Le problème central de cette hypothèse consiste à comprendre comment, après une phase préliminaire de sommeil dont les signaux biochimiques préparent le processus, peuvent s'effectuer au niveau de certaines cellules du tegmentum pontique, la dérépression ou la stimulation du génome et sa transcription finale en activité électrique dont le codage serait susceptible de définir l'enveloppe potentielle de certains aspects du comportement. Quelle est, d'autre part, l'étendue du message génétique qui est programmé au cours du SP? Est-ce celui du comportement spécifique de l'espèce ? Cela semble probable chez le foetus puisque le SP constitue alors la majeure partie du cycle veille sommeil. Mais on peut supposer que ce message se raccourcisse avec l'âge et il apparaît possible que cette programmation soit alors responsable de la typologie ou de la personnalité. Bien sûr, les variations individuelles de caractère ne seront pas uniquement dues à cette programmation génétique puisqu'elles pourront être également le fait de modifications historiques. Si le SP joue un rôle dans l'établissement de la typologie individuelle, il apparaît alors que l'approche statistique de la psychologie nomothétique est sans fondement. Dans cette perspective, l'étude, chez chaque -individu, des corrélations entre le " codage " du SP (tel qu'il pourrait être approché par l'analyse des mouvements oculaires.) et la " personnalité " pourrait devenir un nouveau champ de recherches, celui de l'appréciation de la part héréditaire ou innée responsable des limites potentielles de l'expression de la personnalité.

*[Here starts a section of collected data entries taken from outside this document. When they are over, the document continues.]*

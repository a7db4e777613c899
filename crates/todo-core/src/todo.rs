use std::collections::BTreeMap;
use std::fmt;
use std::hash::{Hash, Hasher};
use std::str::FromStr;

use chrono::NaiveDate;
use serde::{Deserialize, Serialize};

use crate::datetime::format_date;
use crate::error::TodoError;

/// Server-assigned identifier. Numbers and strings are both accepted and
/// echoed back in the form the server used.
#[derive(Debug, Clone, Serialize, Deserialize)]
#[serde(untagged)]
pub enum TodoId {
    Number(u64),
    Text(String),
}

impl fmt::Display for TodoId {
    fn fmt(&self, f: &mut fmt::Formatter<'_>) -> fmt::Result {
        match self {
            TodoId::Number(n) => write!(f, "{n}"),
            TodoId::Text(s) => f.write_str(s),
        }
    }
}

// Ids typed on the command line are always parsed as numbers first, so
// `Number(7)` and `Text("7")` must name the same todo.
impl PartialEq for TodoId {
    fn eq(&self, other: &Self) -> bool {
        match (self, other) {
            (TodoId::Number(a), TodoId::Number(b)) => a == b,
            _ => self.to_string() == other.to_string(),
        }
    }
}

impl Eq for TodoId {}

impl Hash for TodoId {
    fn hash<H: Hasher>(&self, state: &mut H) {
        self.to_string().hash(state);
    }
}

impl FromStr for TodoId {
    type Err = TodoError;

    fn from_str(s: &str) -> Result<Self, Self::Err> {
        let trimmed = s.trim();
        if trimmed.is_empty() {
            return Err(TodoError::InvalidSelector {
                value: s.to_string(),
                expected: "a todo id",
            });
        }
        Ok(trimmed
            .parse::<u64>()
            .map(TodoId::Number)
            .unwrap_or_else(|_| TodoId::Text(trimmed.to_string())))
    }
}

#[derive(Debug, Clone, Copy, Default, Serialize, Deserialize, PartialEq, Eq, Hash)]
#[serde(rename_all = "SCREAMING_SNAKE_CASE")]
pub enum Priority {
    Urgent,
    #[default]
    Normal,
    Later,
}

impl Priority {
    pub const ALL: [Priority; 3] = [Priority::Urgent, Priority::Normal, Priority::Later];

    pub fn as_str(self) -> &'static str {
        match self {
            Priority::Urgent => "URGENT",
            Priority::Normal => "NORMAL",
            Priority::Later => "LATER",
        }
    }
}

#[derive(Debug, Clone, Copy, Default, Serialize, Deserialize, PartialEq, Eq, Hash)]
#[serde(rename_all = "SCREAMING_SNAKE_CASE")]
pub enum Status {
    #[default]
    NotStarted,
    InProgress,
    Done,
    Missed,
}

impl Status {
    pub const ALL: [Status; 4] = [
        Status::NotStarted,
        Status::InProgress,
        Status::Done,
        Status::Missed,
    ];

    pub fn as_str(self) -> &'static str {
        match self {
            Status::NotStarted => "NOT_STARTED",
            Status::InProgress => "IN_PROGRESS",
            Status::Done => "DONE",
            Status::Missed => "MISSED",
        }
    }

    /// DONE and MISSED are never rewritten by reconciliation.
    pub fn is_terminal(self) -> bool {
        matches!(self, Status::Done | Status::Missed)
    }

    pub fn is_pending(self) -> bool {
        !self.is_terminal()
    }
}

impl fmt::Display for Priority {
    fn fmt(&self, f: &mut fmt::Formatter<'_>) -> fmt::Result {
        f.write_str(self.as_str())
    }
}

impl fmt::Display for Status {
    fn fmt(&self, f: &mut fmt::Formatter<'_>) -> fmt::Result {
        f.write_str(self.as_str())
    }
}

impl FromStr for Priority {
    type Err = TodoError;

    fn from_str(s: &str) -> Result<Self, Self::Err> {
        let wanted = normalize_wire_name(s);
        Priority::ALL
            .into_iter()
            .find(|p| p.as_str() == wanted)
            .ok_or_else(|| TodoError::InvalidSelector {
                value: s.to_string(),
                expected: "URGENT, NORMAL, LATER",
            })
    }
}

impl FromStr for Status {
    type Err = TodoError;

    fn from_str(s: &str) -> Result<Self, Self::Err> {
        let wanted = normalize_wire_name(s);
        Status::ALL
            .into_iter()
            .find(|st| st.as_str() == wanted)
            .ok_or_else(|| TodoError::InvalidSelector {
                value: s.to_string(),
                expected: "NOT_STARTED, IN_PROGRESS, DONE, MISSED",
            })
    }
}

pub(crate) fn normalize_wire_name(s: &str) -> String {
    s.trim().to_ascii_uppercase().replace('-', "_")
}

#[derive(Debug, Clone, Serialize, Deserialize, PartialEq)]
pub struct Todo {
    pub id: TodoId,

    #[serde(default)]
    pub title: String,

    #[serde(default)]
    pub description: String,

    /// ISO `YYYY-MM-DD`, kept as the server sent it.
    #[serde(default)]
    pub deadline: Option<String>,

    #[serde(default)]
    pub priority: Priority,

    #[serde(default)]
    pub status: Status,

    #[serde(flatten)]
    pub extra: BTreeMap<String, serde_json::Value>,
}

impl Todo {
    /// Deadlines compare as ISO strings against today's ISO date.
    pub fn is_overdue(&self, today: NaiveDate) -> bool {
        let today = format_date(today);
        self.deadline
            .as_deref()
            .map(str::trim)
            .is_some_and(|deadline| !deadline.is_empty() && deadline < today.as_str())
    }

    pub fn needs_missed_mark(&self, today: NaiveDate) -> bool {
        self.status.is_pending() && self.is_overdue(today)
    }
}

/// Body of `POST /todos`.
#[derive(Debug, Clone, Serialize, Deserialize, PartialEq, Eq)]
pub struct NewTodo {
    pub title: String,
    pub description: String,
    pub deadline: String,
    pub priority: Priority,
    pub status: Status,
}

/// Field replacements for a quick update; `None` keeps the current value.
#[derive(Debug, Clone, Default, PartialEq, Eq)]
pub struct TodoUpdate {
    pub title: Option<String>,
    pub description: Option<String>,
    pub deadline: Option<String>,
    pub status: Option<Status>,
    pub priority: Option<Priority>,
}

impl TodoUpdate {
    pub fn status(status: Status) -> Self {
        Self {
            status: Some(status),
            ..Self::default()
        }
    }

    pub fn priority(priority: Priority) -> Self {
        Self {
            priority: Some(priority),
            ..Self::default()
        }
    }

    pub fn is_empty(&self) -> bool {
        *self == Self::default()
    }

    /// Merges onto a full record, producing the body of a full-replacement PUT.
    pub fn apply_to(&self, mut todo: Todo) -> Todo {
        if let Some(title) = &self.title {
            todo.title = title.clone();
        }
        if let Some(description) = &self.description {
            todo.description = description.clone();
        }
        if let Some(deadline) = &self.deadline {
            todo.deadline = Some(deadline.clone());
        }
        if let Some(status) = self.status {
            todo.status = status;
        }
        if let Some(priority) = self.priority {
            todo.priority = priority;
        }
        todo
    }
}
use std::collections::HashMap;
use std::fs;
use std::path::{
  Path,
  PathBuf
};
use std::time::Duration;

use anyhow::{
  Context,
  anyhow
};
use tracing::{
  debug,
  info,
  trace,
  warn
};

pub const DEFAULT_API_URL: &str =
  "http://localhost:8080";
const DEFAULT_TIMEOUT_SECS: u64 = 30;

#[derive(Debug, Clone)]
pub struct Config {
  map:              HashMap<String, String>,
  pub loaded_files: Vec<PathBuf>
}

impl Default for Config {
  fn default() -> Self {
    let mut map = HashMap::new();
    for (k, v) in [
      ("api.url", DEFAULT_API_URL),
      ("api.timeout", "30"),
      ("data.location", "~/.todo"),
      ("timezone", "UTC"),
      ("color", "on"),
      ("default.command", "list")
    ] {
      map.insert(
        k.to_string(),
        v.to_string()
      );
    }
    Self {
      map,
      loaded_files: vec![]
    }
  }
}

impl Config {
  #[tracing::instrument(skip(
    todorc_override
  ))]
  pub fn load(
    todorc_override: Option<&Path>
  ) -> anyhow::Result<Self> {
    let mut cfg = Config::default();

    let todorc = resolve_todorc_path(
      todorc_override
    )?;
    if let Some(path) = todorc {
      info!(todorc = %path.display(), "loading todorc");
      cfg.load_file(&path)?;
    } else {
      warn!(
        "no todorc found; using \
         defaults"
      );
    }

    Ok(cfg)
  }

  #[tracing::instrument(skip(
    self, overrides
  ))]
  pub fn apply_overrides<I>(
    &mut self,
    overrides: I
  ) where
    I: IntoIterator<
      Item = (String, String)
    >
  {
    for (k, v) in overrides {
      let key = k
        .strip_prefix("rc.")
        .unwrap_or(&k)
        .to_string();
      debug!(key = %key, value = %v, "applying override");
      self.map.insert(key, v);
    }
  }

  pub fn get(
    &self,
    key: &str
  ) -> Option<String> {
    self.map.get(key).cloned()
  }

  pub fn get_bool(
    &self,
    key: &str
  ) -> Option<bool> {
    self
      .map
      .get(key)
      .map(|v| parse_bool(v))
  }

  pub fn api_url(&self) -> String {
    self
      .get("api.url")
      .filter(|v| !v.trim().is_empty())
      .unwrap_or_else(|| {
        DEFAULT_API_URL.to_string()
      })
  }

  pub fn api_timeout(
    &self
  ) -> anyhow::Result<Duration> {
    let Some(raw) =
      self.get("api.timeout")
    else {
      return Ok(Duration::from_secs(
        DEFAULT_TIMEOUT_SECS
      ));
    };
    let secs =
      raw.trim().parse::<u64>().map_err(
        |_| {
          anyhow!(
            "invalid api.timeout: {raw}"
          )
        }
      )?;
    if secs == 0 {
      return Err(anyhow!(
        "api.timeout must be positive"
      ));
    }
    Ok(Duration::from_secs(secs))
  }

  #[tracing::instrument(skip(self))]
  fn load_file(
    &mut self,
    path: &Path
  ) -> anyhow::Result<()> {
    let path = expand_tilde(path);
    let text =
      fs::read_to_string(&path)
        .with_context(|| {
          format!(
            "failed to read {}",
            path.display()
          )
        })?;

    self
      .loaded_files
      .push(path.clone());

    for (line_num, raw_line) in
      text.lines().enumerate()
    {
      let mut line = raw_line.trim();
      if let Some((before, _)) =
        line.split_once('#')
      {
        line = before.trim();
      }

      if line.is_empty() {
        continue;
      }

      let (k, v) = line
        .split_once('=')
        .ok_or_else(|| {
          anyhow!(
            "invalid config line \
             {}:{}: {}",
            path.display(),
            line_num + 1,
            raw_line
          )
        })?;

      let key = k.trim().to_string();
      if key.is_empty() {
        return Err(anyhow!(
          "empty config key at {}:{}",
          path.display(),
          line_num + 1
        ));
      }
      let value = v.trim().to_string();
      trace!(key = %key, value = %value, "loaded config key");
      self.map.insert(key, value);
    }

    Ok(())
  }
}

#[tracing::instrument(skip(
  cfg,
  override_dir
))]
pub fn resolve_data_dir(
  cfg: &Config,
  override_dir: Option<&Path>
) -> anyhow::Result<PathBuf> {
  let dir = if let Some(path) =
    override_dir
  {
    path.to_path_buf()
  } else if let Some(cfg_value) =
    cfg.get("data.location")
  {
    expand_tilde(Path::new(&cfg_value))
  } else {
    default_data_dir()?
  };

  if !dir.exists() {
    info!(dir = %dir.display(), "creating data directory");
    fs::create_dir_all(&dir)
      .with_context(|| {
        format!(
          "failed to create {}",
          dir.display()
        )
      })?;
  }

  Ok(dir)
}

#[tracing::instrument(skip(
  override_path
))]
fn resolve_todorc_path(
  override_path: Option<&Path>
) -> anyhow::Result<Option<PathBuf>> {
  if let Some(path) = override_path {
    return Ok(Some(path.to_path_buf()));
  }

  if let Ok(todorc_env) =
    std::env::var("TODORC")
  {
    if todorc_env == "/dev/null" {
      return Ok(None);
    }
    return Ok(Some(PathBuf::from(
      todorc_env
    )));
  }

  let Some(home) = dirs::home_dir()
  else {
    warn!(
      "cannot determine home \
       directory; skipping todorc"
    );
    return Ok(None);
  };
  let candidate = home.join(".todorc");
  if candidate.exists() {
    return Ok(Some(candidate));
  }

  Ok(None)
}

fn default_data_dir()
-> anyhow::Result<PathBuf> {
  let home = dirs::home_dir()
    .ok_or_else(|| {
      anyhow!(
        "cannot determine home \
         directory"
      )
    })?;
  Ok(home.join(".todo"))
}

fn expand_tilde(
  path: &Path
) -> PathBuf {
  let text = path.to_string_lossy();
  if let Some(rest) =
    text.strip_prefix("~/")
    && let Some(home) = dirs::home_dir()
  {
    return home.join(rest);
  }
  path.to_path_buf()
}

fn parse_bool(s: &str) -> bool {
  matches!(
    s.trim()
      .to_ascii_lowercase()
      .as_str(),
    "1" | "y" | "yes" | "on" | "true"
  )
}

Ainsi le champ d'étude de l'activité onirique devient de plus en plus vaste. L' " onirologie " ne peut être réductionniste et oublier l'interaction du cerveau avec l'organisme et le milieu extérieur. Elle ne peut s'appuyer sur des modèles simples: ni l'aplysie, ni la grenouille ne semblent rêver au cours du sommeil. Elle ne peut s'appuyer sur les statistiques en oubliant que chaque individu est unique. Un enregistrement polygraphique de sommeil résume en quelques heures l'interaction diachronique de l'histoire récente de l'individu (ses émotions, ses acquisitions et sa fatigue au cours de l'éveil), ses bonnes ou mauvaises nuits précédentes) et le déroulement périodique d'une stimulation ou dérépression génétique qui programme son système nerveux selon un code héréditaire. Tels sont les secrets des rêves que l'onirologie moderne essaie de dévoiler.